◆ EXERCISE PROMPT: Give back all the data exactly as it was written.

◆ Collected data entries:
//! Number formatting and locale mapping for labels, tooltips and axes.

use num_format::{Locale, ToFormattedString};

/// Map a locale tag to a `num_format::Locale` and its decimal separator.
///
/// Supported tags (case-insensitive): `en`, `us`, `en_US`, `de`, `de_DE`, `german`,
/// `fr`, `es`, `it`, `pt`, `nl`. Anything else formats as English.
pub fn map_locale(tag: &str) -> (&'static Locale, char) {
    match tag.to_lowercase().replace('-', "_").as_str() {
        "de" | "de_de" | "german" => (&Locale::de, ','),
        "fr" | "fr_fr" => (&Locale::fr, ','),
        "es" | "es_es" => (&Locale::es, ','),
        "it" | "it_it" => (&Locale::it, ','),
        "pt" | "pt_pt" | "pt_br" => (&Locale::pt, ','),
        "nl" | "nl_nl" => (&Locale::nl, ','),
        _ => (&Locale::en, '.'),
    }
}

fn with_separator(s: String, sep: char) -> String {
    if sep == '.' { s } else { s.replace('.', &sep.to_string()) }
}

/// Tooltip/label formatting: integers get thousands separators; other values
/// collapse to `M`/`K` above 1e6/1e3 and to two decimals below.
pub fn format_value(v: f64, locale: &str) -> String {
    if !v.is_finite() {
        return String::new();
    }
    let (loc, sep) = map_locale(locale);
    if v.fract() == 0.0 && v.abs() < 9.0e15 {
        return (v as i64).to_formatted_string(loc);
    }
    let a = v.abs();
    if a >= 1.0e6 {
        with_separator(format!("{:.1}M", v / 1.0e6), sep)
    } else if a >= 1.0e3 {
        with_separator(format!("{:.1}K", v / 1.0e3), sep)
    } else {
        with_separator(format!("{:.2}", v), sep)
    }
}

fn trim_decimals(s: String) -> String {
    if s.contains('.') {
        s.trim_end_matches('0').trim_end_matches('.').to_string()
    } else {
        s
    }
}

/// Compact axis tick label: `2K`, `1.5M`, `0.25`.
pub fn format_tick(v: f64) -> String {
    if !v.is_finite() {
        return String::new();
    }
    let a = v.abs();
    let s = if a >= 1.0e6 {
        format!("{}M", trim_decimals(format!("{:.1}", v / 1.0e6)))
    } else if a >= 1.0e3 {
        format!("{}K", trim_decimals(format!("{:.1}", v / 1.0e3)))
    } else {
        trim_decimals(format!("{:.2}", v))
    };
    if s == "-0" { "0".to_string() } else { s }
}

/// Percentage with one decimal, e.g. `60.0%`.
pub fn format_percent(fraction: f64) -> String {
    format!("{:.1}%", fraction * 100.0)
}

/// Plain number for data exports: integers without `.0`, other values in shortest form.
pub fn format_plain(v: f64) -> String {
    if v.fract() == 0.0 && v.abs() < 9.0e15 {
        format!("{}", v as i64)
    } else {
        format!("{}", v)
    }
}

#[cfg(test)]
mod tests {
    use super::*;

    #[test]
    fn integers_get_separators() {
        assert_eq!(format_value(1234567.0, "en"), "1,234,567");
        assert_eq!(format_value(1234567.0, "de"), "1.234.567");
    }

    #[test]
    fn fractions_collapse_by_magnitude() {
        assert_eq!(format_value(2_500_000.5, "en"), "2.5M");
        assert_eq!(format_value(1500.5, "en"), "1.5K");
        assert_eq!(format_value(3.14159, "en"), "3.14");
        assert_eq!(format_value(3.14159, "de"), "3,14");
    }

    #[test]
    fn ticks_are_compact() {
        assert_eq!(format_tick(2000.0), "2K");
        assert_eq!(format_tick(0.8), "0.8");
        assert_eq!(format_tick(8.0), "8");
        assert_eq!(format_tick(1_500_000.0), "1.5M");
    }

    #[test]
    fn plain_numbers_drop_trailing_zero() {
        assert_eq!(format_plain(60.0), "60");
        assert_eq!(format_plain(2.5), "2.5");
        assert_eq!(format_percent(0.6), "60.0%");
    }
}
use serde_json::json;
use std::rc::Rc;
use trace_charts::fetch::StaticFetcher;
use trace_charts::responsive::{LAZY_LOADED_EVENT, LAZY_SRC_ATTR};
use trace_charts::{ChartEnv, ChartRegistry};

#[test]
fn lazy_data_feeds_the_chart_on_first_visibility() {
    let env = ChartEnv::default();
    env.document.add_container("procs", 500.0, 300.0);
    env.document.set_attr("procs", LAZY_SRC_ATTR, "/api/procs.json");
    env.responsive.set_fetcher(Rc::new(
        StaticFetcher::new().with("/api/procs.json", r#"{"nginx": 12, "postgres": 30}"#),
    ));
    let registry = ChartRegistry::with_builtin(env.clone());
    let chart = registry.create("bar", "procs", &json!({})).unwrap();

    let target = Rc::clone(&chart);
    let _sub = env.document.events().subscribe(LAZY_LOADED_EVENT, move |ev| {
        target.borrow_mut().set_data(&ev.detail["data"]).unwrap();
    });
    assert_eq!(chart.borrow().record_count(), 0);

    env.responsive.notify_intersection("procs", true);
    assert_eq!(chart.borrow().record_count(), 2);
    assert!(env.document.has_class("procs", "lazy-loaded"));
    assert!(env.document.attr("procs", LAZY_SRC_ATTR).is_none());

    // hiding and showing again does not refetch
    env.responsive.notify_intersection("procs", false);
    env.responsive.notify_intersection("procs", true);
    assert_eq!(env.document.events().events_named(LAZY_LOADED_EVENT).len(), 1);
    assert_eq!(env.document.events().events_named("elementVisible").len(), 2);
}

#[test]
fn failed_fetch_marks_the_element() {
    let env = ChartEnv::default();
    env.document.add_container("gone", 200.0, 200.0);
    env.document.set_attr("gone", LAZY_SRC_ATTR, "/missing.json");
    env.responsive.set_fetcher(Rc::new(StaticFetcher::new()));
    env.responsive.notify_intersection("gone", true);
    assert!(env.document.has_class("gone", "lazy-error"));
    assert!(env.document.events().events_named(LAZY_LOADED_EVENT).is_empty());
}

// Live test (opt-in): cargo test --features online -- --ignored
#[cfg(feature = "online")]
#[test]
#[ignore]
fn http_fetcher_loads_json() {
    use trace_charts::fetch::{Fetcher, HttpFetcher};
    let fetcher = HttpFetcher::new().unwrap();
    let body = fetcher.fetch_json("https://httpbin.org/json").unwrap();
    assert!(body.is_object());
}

◆ ANSWER TO THIS EXERCISE:
//! Number formatting and locale mapping for labels, tooltips and axes.

use num_format::{Locale, ToFormattedString};

/// Map a locale tag to a `num_format::Locale` and its decimal separator.
///
/// Supported tags (case-insensitive): `en`, `us`, `en_US`, `de`, `de_DE`, `german`,
/// `fr`, `es`, `it`, `pt`, `nl`. Anything else formats as English.
pub fn map_locale(tag: &str) -> (&'static Locale, char) {
    match tag.to_lowercase().replace('-', "_").as_str() {
        "de" | "de_de" | "german" => (&Locale::de, ','),
        "fr" | "fr_fr" => (&Locale::fr, ','),
        "es" | "es_es" => (&Locale::es, ','),
        "it" | "it_it" => (&Locale::it, ','),
        "pt" | "pt_pt" | "pt_br" => (&Locale::pt, ','),
        "nl" | "nl_nl" => (&Locale::nl, ','),
        _ => (&Locale::en, '.'),
    }
}

fn with_separator(s: String, sep: char) -> String {
    if sep == '.' { s } else { s.replace('.', &sep.to_string()) }
}

/// Tooltip/label formatting: integers get thousands separators; other values
/// collapse to `M`/`K` above 1e6/1e3 and to two decimals below.
pub fn format_value(v: f64, locale: &str) -> String {
    if !v.is_finite() {
        return String::new();
    }
    let (loc, sep) = map_locale(locale);
    if v.fract() == 0.0 && v.abs() < 9.0e15 {
        return (v as i64).to_formatted_string(loc);
    }
    let a = v.abs();
    if a >= 1.0e6 {
        with_separator(format!("{:.1}M", v / 1.0e6), sep)
    } else if a >= 1.0e3 {
        with_separator(format!("{:.1}K", v / 1.0e3), sep)
    } else {
        with_separator(format!("{:.2}", v), sep)
    }
}

fn trim_decimals(s: String) -> String {
    if s.contains('.') {
        s.trim_end_matches('0').trim_end_matches('.').to_string()
    } else {
        s
    }
}

/// Compact axis tick label: `2K`, `1.5M`, `0.25`.
pub fn format_tick(v: f64) -> String {
    if !v.is_finite() {
        return String::new();
    }
    let a = v.abs();
    let s = if a >= 1.0e6 {
        format!("{}M", trim_decimals(format!("{:.1}", v / 1.0e6)))
    } else if a >= 1.0e3 {
        format!("{}K", trim_decimals(format!("{:.1}", v / 1.0e3)))
    } else {
        trim_decimals(format!("{:.2}", v))
    };
    if s == "-0" { "0".to_string() } else { s }
}

/// Percentage with one decimal, e.g. `60.0%`.
pub fn format_percent(fraction: f64) -> String {
    format!("{:.1}%", fraction * 100.0)
}

/// Plain number for data exports: integers without `.0`, other values in shortest form.
pub fn format_plain(v: f64) -> String {
    if v.fract() == 0.0 && v.abs() < 9.0e15 {
        format!("{}", v as i64)
    } else {
        format!("{}", v)
    }
}

#[cfg(test)]
mod tests {
    use super::*;

    #[test]
    fn integers_get_separators() {
        assert_eq!(format_value(1234567.0, "en"), "1,234,567");
        assert_eq!(format_value(1234567.0, "de"), "1.234.567");
    }

    #[test]
    fn fractions_collapse_by_magnitude() {
        assert_eq!(format_value(2_500_000.5, "en"), "2.5M");
        assert_eq!(format_value(1500.5, "en"), "1.5K");
        assert_eq!(format_value(3.14159, "en"), "3.14");
        assert_eq!(format_value(3.14159, "de"), "3,14");
    }

    #[test]
    fn ticks_are_compact() {
        assert_eq!(format_tick(2000.0), "2K");
        assert_eq!(format_tick(0.8), "0.8");
        assert_eq!(format_tick(8.0), "8");
        assert_eq!(format_tick(1_500_000.0), "1.5M");
    }

    #[test]
    fn plain_numbers_drop_trailing_zero() {
        assert_eq!(format_plain(60.0), "60");
        assert_eq!(format_plain(2.5), "2.5");
        assert_eq!(format_percent(0.6), "60.0%");
    }
}
use serde_json::json;
use std::rc::Rc;
use trace_charts::fetch::StaticFetcher;
use trace_charts::responsive::{LAZY_LOADED_EVENT, LAZY_SRC_ATTR};
use trace_charts::{ChartEnv, ChartRegistry};

#[test]
fn lazy_data_feeds_the_chart_on_first_visibility() {
    let env = ChartEnv::default();
    env.document.add_container("procs", 500.0, 300.0);
    env.document.set_attr("procs", LAZY_SRC_ATTR, "/api/procs.json");
    env.responsive.set_fetcher(Rc::new(
        StaticFetcher::new().with("/api/procs.json", r#"{"nginx": 12, "postgres": 30}"#),
    ));
    let registry = ChartRegistry::with_builtin(env.clone());
    let chart = registry.create("bar", "procs", &json!({})).unwrap();

    let target = Rc::clone(&chart);
    let _sub = env.document.events().subscribe(LAZY_LOADED_EVENT, move |ev| {
        target.borrow_mut().set_data(&ev.detail["data"]).unwrap();
    });
    assert_eq!(chart.borrow().record_count(), 0);

    env.responsive.notify_intersection("procs", true);
    assert_eq!(chart.borrow().record_count(), 2);
    assert!(env.document.has_class("procs", "lazy-loaded"));
    assert!(env.document.attr("procs", LAZY_SRC_ATTR).is_none());

    // hiding and showing again does not refetch
    env.responsive.notify_intersection("procs", false);
    env.responsive.notify_intersection("procs", true);
    assert_eq!(env.document.events().events_named(LAZY_LOADED_EVENT).len(), 1);
    assert_eq!(env.document.events().events_named("elementVisible").len(), 2);
}

#[test]
fn failed_fetch_marks_the_element() {
    let env = ChartEnv::default();
    env.document.add_container("gone", 200.0, 200.0);
    env.document.set_attr("gone", LAZY_SRC_ATTR, "/missing.json");
    env.responsive.set_fetcher(Rc::new(StaticFetcher::new()));
    env.responsive.notify_intersection("gone", true);
    assert!(env.document.has_class("gone", "lazy-error"));
    assert!(env.document.events().events_named(LAZY_LOADED_EVENT).is_empty());
}

// Live test (opt-in): cargo test --features online -- --ignored
#[cfg(feature = "online")]
#[test]
#[ignore]
fn http_fetcher_loads_json() {
    use trace_charts::fetch::{Fetcher, HttpFetcher};
    let fetcher = HttpFetcher::new().unwrap();
    let body = fetcher.fetch_json("https://httpbin.org/json").unwrap();
    assert!(body.is_object());
}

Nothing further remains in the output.